Após aprovação na Câmara dos Deputados, o projeto que autoriza o uso da fosfoetanolamina sintética por pacientes diagnosticados com câncer recebeu o apoio da Comissão de Ciência, Tecnologia, Inovação, Comunicação e Informática do Senado (CCT).

A proposta (PLC 3/2016) que permite o uso do medicamento antes do registro pela Agência Nacional de Vigilância Sanitária (Anvisa) foi aprovada nesta terça-feira (15) e segue agora para a Comissão de Assuntos Sociais (CAS).

Para ter acesso ao medicamento, os pacientes diagnosticados com câncer precisarão assinar termo de consentimento e responsabilidade, conforme o projeto apresentado por 26 deputados. A opção pelo uso voluntário da fosfoetanolamina sintética não exclui o direito de acesso a outras modalidades terapêuticas.

Entusiastas da fosfoetanolamina apontam relatos de regressão e cura do câncer pela substância. Críticos, no entanto, argumentam que ainda não há estudos que comprovem a eficácia e a segurança do uso. Se o texto for aprovado, a Anvisa terá de autorizar os laboratórios que farão a produção e distribuição da fosfoetanolamina sintética.

A fosfoetanolamina é pesquisada pelo Instituto de Química de São Carlos, da Universidade de São Paulo (USP), há cerca de 20 anos por meio de estudos conduzidos pelo professor aposentado da universidade Gilberto Orivaldo Chierice. A substância imita um composto que existe no organismo, o qual identifica as células cancerosas, permitindo que o sistema imunológico as reconheça e as remova.

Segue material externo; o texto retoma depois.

//! Ride — the central entity of the marketplace.
//!
//! A ride is a single scheduled trip offer with fixed capacity and price.
//! Route, schedule, capacity and price are immutable after creation; only
//! the seat-allocation state (`passengers`, `requests`, `available_seats`)
//! and `status` ever change, and only through [`crate::lifecycle`].

use chrono::{DateTime, Utc};
use serde::{Deserialize, Serialize};
use uuid::Uuid;

use crate::{Error, Result};

// ─── Location ────────────────────────────────────────────────────────────────

/// A named point on the map. The address is what the user typed (or the
/// geocoder's formatted form); the coordinates are authoritative for geo
/// queries.
#[derive(Debug, Clone, PartialEq, Serialize, Deserialize)]
pub struct Location {
  pub address: String,
  pub lat:     f64,
  pub lng:     f64,
}

impl Location {
  /// Both coordinates are finite and inside the WGS84 envelope.
  pub fn is_valid(&self) -> bool {
    self.lat.is_finite()
      && self.lng.is_finite()
      && (-90.0..=90.0).contains(&self.lat)
      && (-180.0..=180.0).contains(&self.lng)
  }
}

// ─── VehicleType ─────────────────────────────────────────────────────────────

/// Fixed vehicle taxonomy. The string form doubles as the database
/// discriminant.
#[derive(
  Debug, Clone, Copy, PartialEq, Eq, Default, Serialize, Deserialize,
)]
#[serde(rename_all = "lowercase")]
pub enum VehicleType {
  #[default]
  Auto,
  Bike,
  Economy,
  Sedan,
  Xl,
  Premier,
}

impl VehicleType {
  pub fn as_str(&self) -> &'static str {
    match self {
      Self::Auto => "auto",
      Self::Bike => "bike",
      Self::Economy => "economy",
      Self::Sedan => "sedan",
      Self::Xl => "xl",
      Self::Premier => "premier",
    }
  }

  pub fn parse(s: &str) -> Result<Self> {
    match s {
      "auto" => Ok(Self::Auto),
      "bike" => Ok(Self::Bike),
      "economy" => Ok(Self::Economy),
      "sedan" => Ok(Self::Sedan),
      "xl" => Ok(Self::Xl),
      "premier" => Ok(Self::Premier),
      other => Err(Error::InvalidInput(format!("unknown vehicle type: {other:?}"))),
    }
  }
}

// ─── RideStatus ──────────────────────────────────────────────────────────────

/// Ride state machine:
/// `scheduled → ongoing → completed`, with `cancelled` reachable from any
/// non-terminal state. `completed` and `cancelled` are terminal — no list
/// or seat mutation is permitted once a ride reaches either.
#[derive(
  Debug, Clone, Copy, PartialEq, Eq, Default, Serialize, Deserialize,
)]
#[serde(rename_all = "lowercase")]
pub enum RideStatus {
  #[default]
  Scheduled,
  Ongoing,
  Completed,
  Cancelled,
}

impl RideStatus {
  pub fn as_str(&self) -> &'static str {
    match self {
      Self::Scheduled => "scheduled",
      Self::Ongoing => "ongoing",
      Self::Completed => "completed",
      Self::Cancelled => "cancelled",
    }
  }

  pub fn parse(s: &str) -> Result<Self> {
    match s {
      "scheduled" => Ok(Self::Scheduled),
      "ongoing" => Ok(Self::Ongoing),
      "completed" => Ok(Self::Completed),
      "cancelled" => Ok(Self::Cancelled),
      other => Err(Error::InvalidInput(format!("unknown ride status: {other:?}"))),
    }
  }

  pub fn is_terminal(&self) -> bool {
    matches!(self, Self::Completed | Self::Cancelled)
  }

  /// Whether join requests and accept/reject are permitted in this status.
  pub fn accepts_requests(&self) -> bool {
    matches!(self, Self::Scheduled | Self::Ongoing)
  }

  /// Legal transitions of the status state machine.
  pub fn can_transition_to(&self, next: RideStatus) -> bool {
    match (self, next) {
      (Self::Scheduled, Self::Ongoing) => true,
      (Self::Ongoing, Self::Completed) => true,
      (Self::Scheduled | Self::Ongoing, Self::Cancelled) => true,
      _ => false,
    }
  }

  /// The two non-terminal statuses — the "browse open rides" default.
  pub const OPEN: [RideStatus; 2] = [Self::Scheduled, Self::Ongoing];

  /// The two terminal statuses — the history default.
  pub const TERMINAL: [RideStatus; 2] = [Self::Completed, Self::Cancelled];
}

impl std::fmt::Display for RideStatus {
  fn fmt(&self, f: &mut std::fmt::Formatter<'_>) -> std::fmt::Result {
    f.write_str(self.as_str())
  }
}

// ─── Seat lists ──────────────────────────────────────────────────────────────

/// A user occupying a seat. Entries are appended on accept and never
/// removed (there is no leave-ride operation).
#[derive(Debug, Clone, PartialEq, Serialize, Deserialize)]
pub struct Passenger {
  pub user_id:   Uuid,
  pub joined_at: DateTime<Utc>,
}

/// A pending ask to join. Not yet consuming a seat; removed on accept or
/// reject.
#[derive(Debug, Clone, PartialEq, Serialize, Deserialize)]
pub struct JoinRequest {
  pub user_id:      Uuid,
  pub requested_at: DateTime<Utc>,
}

// ─── Ride ────────────────────────────────────────────────────────────────────

/// The marketplace's central entity.
///
/// Invariants held at every quiescent point:
/// - `available_seats == total_seats - passengers.len()`
/// - `available_seats ∈ [0, total_seats]`
/// - a user id appears at most once across `passengers` and `requests`
/// - `created_by` appears in neither list
#[derive(Debug, Clone, Serialize, Deserialize)]
pub struct Ride {
  pub ride_id:         Uuid,
  pub created_by:      Uuid,
  pub source:          Location,
  pub destination:     Location,
  /// Scheduled departure, UTC. Immutable — there is no reschedule.
  pub date:            DateTime<Utc>,
  pub vehicle_type:    VehicleType,
  pub total_seats:     u32,
  pub available_seats: u32,
  pub price_per_seat:  f64,
  pub passengers:      Vec<Passenger>,
  pub requests:        Vec<JoinRequest>,
  pub status:          RideStatus,
  /// Server-assigned; never changes after creation.
  pub created_at:      DateTime<Utc>,
}

impl Ride {
  pub fn is_passenger(&self, user_id: Uuid) -> bool {
    self.passengers.iter().any(|p| p.user_id == user_id)
  }

  pub fn has_request(&self, user_id: Uuid) -> bool {
    self.requests.iter().any(|r| r.user_id == user_id)
  }

  /// Recompute the cached seat invariant — used by consistency checks and
  /// tests, never to "fix up" state.
  pub fn seats_consistent(&self) -> bool {
    self.available_seats <= self.total_seats
      && self.available_seats as usize + self.passengers.len()
        == self.total_seats as usize
  }
}

// ─── RideDraft ───────────────────────────────────────────────────────────────

/// Input to [`crate::lifecycle::RideLifecycle::create_ride`]. The id,
/// owner, seat counter and timestamps are assigned by the lifecycle, not
/// accepted from callers.
#[derive(Debug, Clone, Deserialize)]
pub struct RideDraft {
  pub source:         Location,
  pub destination:    Location,
  pub date:           DateTime<Utc>,
  #[serde(default)]
  pub vehicle_type:   VehicleType,
  pub total_seats:    u32,
  pub price_per_seat: f64,
}

impl RideDraft {
  /// Precondition checks that are independent of any stored state.
  pub fn validate(&self) -> Result<()> {
    if self.total_seats < 1 {
      return Err(Error::InvalidInput("total_seats must be at least 1".into()));
    }
    if !self.price_per_seat.is_finite() || self.price_per_seat < 0.0 {
      return Err(Error::InvalidInput("price_per_seat must be non-negative".into()));
    }
    if !self.source.is_valid() {
      return Err(Error::InvalidInput("source coordinates are not valid".into()));
    }
    if !self.destination.is_valid() {
      return Err(Error::InvalidInput("destination coordinates are not valid".into()));
    }
    Ok(())
  }
}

A substância vinha sendo distribuída de forma gratuita no campus da universidade em São Carlos. Em 2014, a droga parou de ser entregue depois que uma portaria determinou que substâncias experimentais tivessem todos os registros antes de serem liberadas à população. Sem a licença, pacientes passaram a conseguir a liberação na Justiça, por meio de liminares.